Evaluation Stack
Measure Product Quality By Layer
Audio-text systems fail across multiple boundaries. Keep separate
metrics for the acoustic model, text model, retrieval layer, response
generator, speech renderer, and end-to-end user task.
ASR And Transcript Quality
Track WER, CER, entity error rate, timestamp error, diarization error, partial churn, endpointing delay, and language ID accuracy.
Question: Why can lower WER hurt users?
WER weights every word equally. Users may care more about names,
numbers, product codes, commands, timestamps, punctuation, and
diarization. A model can reduce filler-word errors while making
more business-critical entity mistakes.
TTS And Speech Output
Track intelligibility, MOS or preference win rate, first audio byte, streaming stability, speaker similarity, prosody, safety, and interruption behavior.
Question: What should block a TTS release?
Block release if intelligibility drops, first-audio-byte exceeds
the conversational SLO, voices become unstable, unsafe text is
spoken, speaker identity controls regress, or a quality gain only
appears on clean lab prompts but fails on real product text.
End-To-End Assistant Quality
Track task completion, correction rate, barge-in success, turn latency, hallucination rate, refusal quality, and recovery from interrupted speech.
Question: Why keep component and end-to-end metrics?
End-to-end metrics tell whether users succeed, but they are hard
to debug alone. Component metrics localize the failure.
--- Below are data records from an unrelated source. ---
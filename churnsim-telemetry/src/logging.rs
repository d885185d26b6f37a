//! ## churnsim-telemetry::logging
//! **Structured logging with `tracing`**
//!
//! Churn diagnostics are ordinary `tracing` events with typed fields
//! (`node`, `q`, `e`, `availability`, ...), so any subscriber can consume
//! them. This module only installs the default formatter.

use tracing_subscriber::fmt::format::FmtSpan;
use tracing_subscriber::{fmt, EnvFilter};

#[derive(Clone, Debug)]
pub struct EventLogger;

impl EventLogger {
    /// Installs the global fmt subscriber. `RUST_LOG` takes precedence over
    /// `default_level`. Returns `false` if a subscriber was already set.
    pub fn init(default_level: &str) -> bool {
        fmt()
            .with_env_filter(Self::filter(default_level))
            .with_target(true)
            .with_span_events(FmtSpan::CLOSE)
            .try_init()
            .is_ok()
    }

    /// Builds the filter `init` uses, falling back to `info` when neither
    /// `RUST_LOG` nor `default_level` parses.
    pub fn filter(default_level: &str) -> EnvFilter {
        EnvFilter::try_from_default_env()
            .or_else(|_| EnvFilter::try_new(default_level))
            .unwrap_or_else(|_| EnvFilter::new("info"))
    }
}

#[cfg(test)]
mod tests {
    use tracing_test::traced_test;

    #[traced_test]
    #[test]
    fn structured_fields_reach_the_subscriber() {
        tracing::info!(node = 4, p = 0.04, "churn evaluation");
        assert!(logs_contain("churn evaluation"));
        assert!(logs_contain("node=4"));
    }
}
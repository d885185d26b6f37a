//! ## churnsim-core::time
//! **Virtual clock & scheduler**
//!
//! The churn subsystem never advances time itself. It reads the clock for
//! diagnostics and registers one-shot tasks through [`Scheduler`]; the
//! [`EventQueue`] is the in-tree host that delivers them.

mod scheduler;

pub use scheduler::{EventQueue, RunStats, Scheduler, Task};

use std::sync::atomic::{AtomicU64, Ordering};
use std::sync::Arc;
use std::time::Duration;

/// Simulation time in nanoseconds, shared between clones.
#[derive(Clone, Debug, Default)]
pub struct VirtualClock {
    offset: Arc<AtomicU64>,
}

impl VirtualClock {
    pub fn new() -> Self {
        Self::default()
    }

    #[inline]
    pub fn now_ns(&self) -> u64 {
        self.offset.load(Ordering::Acquire)
    }

    #[inline]
    pub fn now(&self) -> Duration {
        Duration::from_nanos(self.now_ns())
    }

    /// Current virtual time in seconds, as printed in diagnostics.
    #[inline]
    pub fn now_secs(&self) -> f64 {
        self.now().as_secs_f64()
    }

    /// Moves the clock forward to `at`. Virtual time never runs backwards, so
    /// an earlier `at` leaves the clock untouched.
    pub fn advance_to(&self, at: Duration) {
        self.offset
            .fetch_max(at.as_nanos() as u64, Ordering::AcqRel);
    }
}

#[cfg(test)]
mod tests {
    use super::*;

    #[test]
    fn test_clock_initial_value() {
        let clock = VirtualClock::new();
        assert_eq!(clock.now_ns(), 0);
        assert_eq!(clock.now(), Duration::ZERO);
    }

    #[test]
    fn test_clock_advance_to() {
        let clock = VirtualClock::new();
        clock.advance_to(Duration::from_nanos(500));
        assert_eq!(clock.now_ns(), 500);
        clock.advance_to(Duration::from_nanos(750));
        assert_eq!(clock.now_ns(), 750);
    }

    #[test]
    fn test_clock_never_moves_backwards() {
        let clock = VirtualClock::new();
        clock.advance_to(Duration::from_secs(20));
        clock.advance_to(Duration::from_secs(5));
        assert_eq!(clock.now(), Duration::from_secs(20));
        assert_eq!(clock.now_secs(), 20.0);
    }

    #[test]
    fn test_clones_share_time() {
        let clock = VirtualClock::new();
        let observer = clock.clone();
        clock.advance_to(Duration::from_secs(1));
        assert_eq!(observer.now(), Duration::from_secs(1));
    }
}
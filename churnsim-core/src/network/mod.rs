//! ## churnsim-core::network
//! **Device models attached to simulated nodes**
//!
//! ### Models:
//! - `CsmaNetDevice`: wired device gated by independent send/receive enables.
//! - `WifiNetDevice`: wireless device whose PHY runs a small state machine.
//! - `LoopbackNetDevice`: local-only device with no availability control.
//!
//! These are topology-owned collaborators; churn reaches them only through
//! [`crate::device::DeviceAvailability`].

mod csma;
mod loopback;
mod wifi;

pub use csma::CsmaNetDevice;
pub use loopback::LoopbackNetDevice;
pub use wifi::{PhyState, WifiNetDevice, WifiPhy};

use thiserror::Error;

/// Transitions a device model refuses to perform.
#[derive(Clone, Copy, Debug, Error, PartialEq, Eq)]
pub enum DeviceError {
    #[error("PHY is already off")]
    AlreadyOff,

    #[error("PHY is not off (state {0:?})")]
    NotOff(PhyState),

    #[error("PHY is off and cannot enter {0:?}")]
    PoweredDown(PhyState),
}
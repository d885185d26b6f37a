use std::sync::atomic::{AtomicBool, AtomicU64, Ordering};

/// Wired device on a shared CSMA segment.
///
/// Send and receive are gated independently; a frame is dropped (and counted)
/// when its direction is disabled.
#[derive(Debug)]
pub struct CsmaNetDevice {
    send_enable: AtomicBool,
    receive_enable: AtomicBool,
    dropped_frames: AtomicU64,
}

impl Default for CsmaNetDevice {
    fn default() -> Self {
        Self::new()
    }
}

impl CsmaNetDevice {
    pub fn new() -> Self {
        Self {
            send_enable: AtomicBool::new(true),
            receive_enable: AtomicBool::new(true),
            dropped_frames: AtomicU64::new(0),
        }
    }

    #[inline]
    pub fn set_send_enable(&self, enable: bool) {
        self.send_enable.store(enable, Ordering::Release);
    }

    #[inline]
    pub fn set_receive_enable(&self, enable: bool) {
        self.receive_enable.store(enable, Ordering::Release);
    }

    #[inline]
    pub fn is_send_enabled(&self) -> bool {
        self.send_enable.load(Ordering::Acquire)
    }

    #[inline]
    pub fn is_receive_enabled(&self) -> bool {
        self.receive_enable.load(Ordering::Acquire)
    }

    /// Offers a frame for transmission. Returns `false` if it was dropped.
    pub fn send(&self) -> bool {
        self.gate(self.is_send_enabled())
    }

    /// Offers a received frame to the stack. Returns `false` if it was dropped.
    pub fn receive(&self) -> bool {
        self.gate(self.is_receive_enabled())
    }

    pub fn dropped_frames(&self) -> u64 {
        self.dropped_frames.load(Ordering::Relaxed)
    }

    fn gate(&self, enabled: bool) -> bool {
        if !enabled {
            self.dropped_frames.fetch_add(1, Ordering::Relaxed);
        }
        enabled
    }
}
//! Custom validation functions for configuration.
//!
//! Cross-section rules that a single field's `#[validate]` attribute cannot
//! express.

use validator::ValidationError;

use crate::{ChurnMode, ChurnsimConfig};

/// With churn requested, at least one node must sit outside the exempt prefix.
pub fn validate_eligible_range(config: &ChurnsimConfig) -> Result<(), ValidationError> {
    if config.churn.mode != ChurnMode::Off
        && config.churn.exclusion_count >= config.topology.node_count
    {
        let mut error = ValidationError::new("empty_eligible_range");
        error.message = Some(
            format!(
                "exclusion_count ({}) must be smaller than node_count ({}) when churn is enabled",
                config.churn.exclusion_count, config.topology.node_count
            )
            .into(),
        );
        return Err(error);
    }
    Ok(())
}

/// Validate log level names accepted by the tracing filter.
pub fn validate_log_level(level: &str) -> Result<(), ValidationError> {
    let valid = ["trace", "debug", "info", "warn", "error"]
        .contains(&level.to_lowercase().as_str());
    if valid {
        Ok(())
    } else {
        Err(ValidationError::new("invalid_log_level"))
    }
}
If task
completion drops, separate ASR errors, retrieval misses, reasoning
failures, TTS latency, and UI playback problems.
Slice Coverage
Report metrics by accent, noise, channel, microphone, language, domain terms, speaking rate, long silence, overlap, and device class.
Question: What makes a slice launch-critical?
A slice is launch-critical when it maps to a major user group,
safety risk, contractual requirement, revenue workflow, or known
model weakness. Experienced engineers protect these slices with
explicit regression budgets and rollback criteria.